Figure 3.

BACH1 negatively regulates HO-1 expression in PDAC cells. (A) MA plot of the gene expression profile. Eight genes directly regulated by BACH1 were marked: red, upregulated; blue, downregulated; gray, not significantly changed. The dotted lines indicate the cut-off value of log₂ fold change (± 0.58). (B) BACH1 binding peaks in the HMOX1 gene locus based on ChIP-sequencing data (GSM693953 and GSM693952). (C) Chromatin immunoprecipitation assays showing binding of BACH1 to two enhancers EN1 (-9.0kb) and EN2 (-4.0kb) in the upstream of HMOX1 in CFPAC-1 and BXPC-3 cells. Overexpression of BACH1 in these cells substantially enhanced enrichment of BACH1 in EN1 and EN2, while knockdown of BACH1 substantially decreased the enrichment in these two enhancers. Fold enrichment (mean ± SEM) represents DNA levels associated with BACH1 or IgG relative to an input control from three independent experiments. IgG served as negative control. ***, P<0.001 compared with Control or shControl. (D) Overexpression of BACH1 suppressed HO-1 expression while knockdown of BACH1 elevated HO-1 expression in both mRNA and protein levels in CFPAC-1 and BXPC-3 cells. *, P<0.05; ***, P<0.001 compared with Control or shControl. (E) HMOX1 mRNA expression was significantly higher in PDAC compared with their adjacent normal tissues (N=75).

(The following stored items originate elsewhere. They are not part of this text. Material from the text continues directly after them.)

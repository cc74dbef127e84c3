//! Response types for the payroll summary API.
//!
//! This module defines the upload acknowledgement, the table listing and
//! the error response structures for the HTTP API.

use axum::{
    Json,
    http::StatusCode,
    response::{IntoResponse, Response},
};
use serde::{Deserialize, Serialize};

use crate::error::EngineError;
use crate::ingest::{ExportFormat, TableInfo};

/// Body returned after a table was replaced.
#[derive(Debug, Clone, PartialEq, Eq, Serialize, Deserialize)]
pub struct UploadResponse {
    /// The table that was written.
    pub table: String,
    /// The format the upload was read as; absent for JSON uploads.
    #[serde(default, skip_serializing_if = "Option::is_none")]
    pub format: Option<ExportFormat>,
    /// How many records the table now holds.
    pub records: usize,
    /// How many records the table held before, if it existed.
    #[serde(default, skip_serializing_if = "Option::is_none")]
    pub replaced: Option<usize>,
}

/// Body returned by `GET /tables`.
#[derive(Debug, Clone, PartialEq, Eq, Serialize, Deserialize)]
pub struct TablesResponse {
    /// Stored tables, ordered by name.
    pub tables: Vec<TableInfo>,
}

/// API error response structure.
#[derive(Debug, Clone, Serialize, Deserialize)]
pub struct ApiError {
    /// Error code for programmatic handling.
    pub code: String,
    /// Human-readable error message.
    pub message: String,
    /// Optional details about the error.
    #[serde(skip_serializing_if = "Option::is_none")]
    pub details: Option<String>,
}

impl ApiError {
    /// Creates a new API error.
    pub fn new(code: impl Into<String>, message: impl Into<String>) -> Self {
        Self {
            code: code.into(),
            message: message.into(),
            details: None,
        }
    }

    /// Creates a new API error with details.
    pub fn with_details(
        code: impl Into<String>,
        message: impl Into<String>,
        details: impl Into<String>,
    ) -> Self {
        Self {
            code: code.into(),
            message: message.into(),
            details: Some(details.into()),
        }
    }

    /// Creates a validation error response.
    pub fn validation_error(message: impl Into<String>) -> Self {
        Self::new("VALIDATION_ERROR", message)
    }

    /// Creates a malformed JSON error response.
    pub fn malformed_json(message: impl Into<String>) -> Self {
        Self::new("MALFORMED_JSON", message)
    }

    /// Creates an unsupported file error response.
    pub fn unsupported_file(filename: &str) -> Self {
        Self::with_details(
            "UNSUPPORTED_FILE",
            format!("Unsupported file: {}", filename),
            "Only .xlsx and .csv payroll exports can be uploaded",
        )
    }

    /// Creates an error response for a request body that could not be read.
    pub fn unreadable_body(message: impl Into<String>) -> Self {
        Self::new("UNREADABLE_BODY", message)
    }

    /// Creates an empty upload error response.
    pub fn empty_upload() -> Self {
        Self::new("EMPTY_UPLOAD", "Upload body is empty")
    }
}

/// API error with HTTP status code.
pub struct ApiErrorResponse {
    /// The HTTP status code.
    pub status: StatusCode,
    /// The error body.
    pub error: ApiError,
}

impl ApiErrorResponse {
    /// Creates a 400 response carrying `error`.
    pub fn bad_request(error: ApiError) -> Self {
        Self {
            status: StatusCode::BAD_REQUEST,
            error,
        }
    }
}

impl IntoResponse for ApiErrorResponse {
    fn into_response(self) -> Response {
        (self.status, Json(self.error)).into_response()
    }
}

impl From<EngineError> for ApiErrorResponse {
    fn from(error: EngineError) -> Self {
        match error {
            EngineError::ConfigNotFound { path } => ApiErrorResponse {
                status: StatusCode::INTERNAL_SERVER_ERROR,
                error: ApiError::with_details(
                    "CONFIG_ERROR",
                    "Configuration error",
                    format!("Configuration file not found: {}", path),
                ),
            },
            EngineError::ConfigParseError { path, message } => ApiErrorResponse {
                status: StatusCode::INTERNAL_SERVER_ERROR,
                error: ApiError::with_details(
                    "CONFIG_ERROR",
                    "Configuration parse error",
                    format!("Failed to parse {}: {}", path, message),
                ),
            },
            EngineError::MissingColumn { column } => ApiErrorResponse {
                status: StatusCode::BAD_REQUEST,
                error: ApiError::with_details(
                    "MISSING_COLUMN",
                    format!("Payroll export is missing required column: {}", column),
                    "The export must have Employee_Name, Pay_Date, Week_1, Week_2 and Store_Name columns",
                ),
            },
            EngineError::InvalidRecord {
                row,
                field,
                message,
            } => ApiErrorResponse {
                status: StatusCode::BAD_REQUEST,
                error: ApiError::with_details(
                    "INVALID_RECORD",
                    format!("Invalid pay record at row {}, field '{}'", row, field),
                    message,
                ),
            },
            EngineError::DuplicateRecordKey {
                employee_name,
                pay_date,
                store_name,
            } => ApiErrorResponse {
                status: StatusCode::INTERNAL_SERVER_ERROR,
                error: ApiError::with_details(
                    "AGGREGATION_ERROR",
                    "Aggregation failed",
                    format!(
                        "Duplicate key '{}' on {} at '{}'",
                        employee_name, pay_date, store_name
                    ),
                ),
            },
            EngineError::TableNotFound { table } => ApiErrorResponse {
                status: StatusCode::NOT_FOUND,
                error: ApiError::with_details(
                    "TABLE_NOT_FOUND",
                    format!("Record table not found: {}", table),
                    "Upload a payroll export to this table first",
                ),
            },
            EngineError::ReportWriteError { path, message } => ApiErrorResponse {
                status: StatusCode::INTERNAL_SERVER_ERROR,
                error: ApiError::with_details(
                    "REPORT_ERROR",
                    "Report could not be written",
                    format!("{}: {}", path, message),
                ),
            },
        }
    }
}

Results are mean ± SEM normalized to GAPDH and the P-values are for Student's t-test. (F) Correlation between BACH1 and HMOX1 mRNA levels in PDAC and paired normal tissues (N=75). The RNA levels were determined by qRT-PCR and expressed relative to GAPDH. The r- and P-values are for Pearson's correlation analysis. (G-H) Correlation between BACH1 and HMOX1 mRNA levels in PDAC and paired normal tissues. Data are from Oncomine database generated by Pei et al. ²⁷ and Badea et al. ²⁸.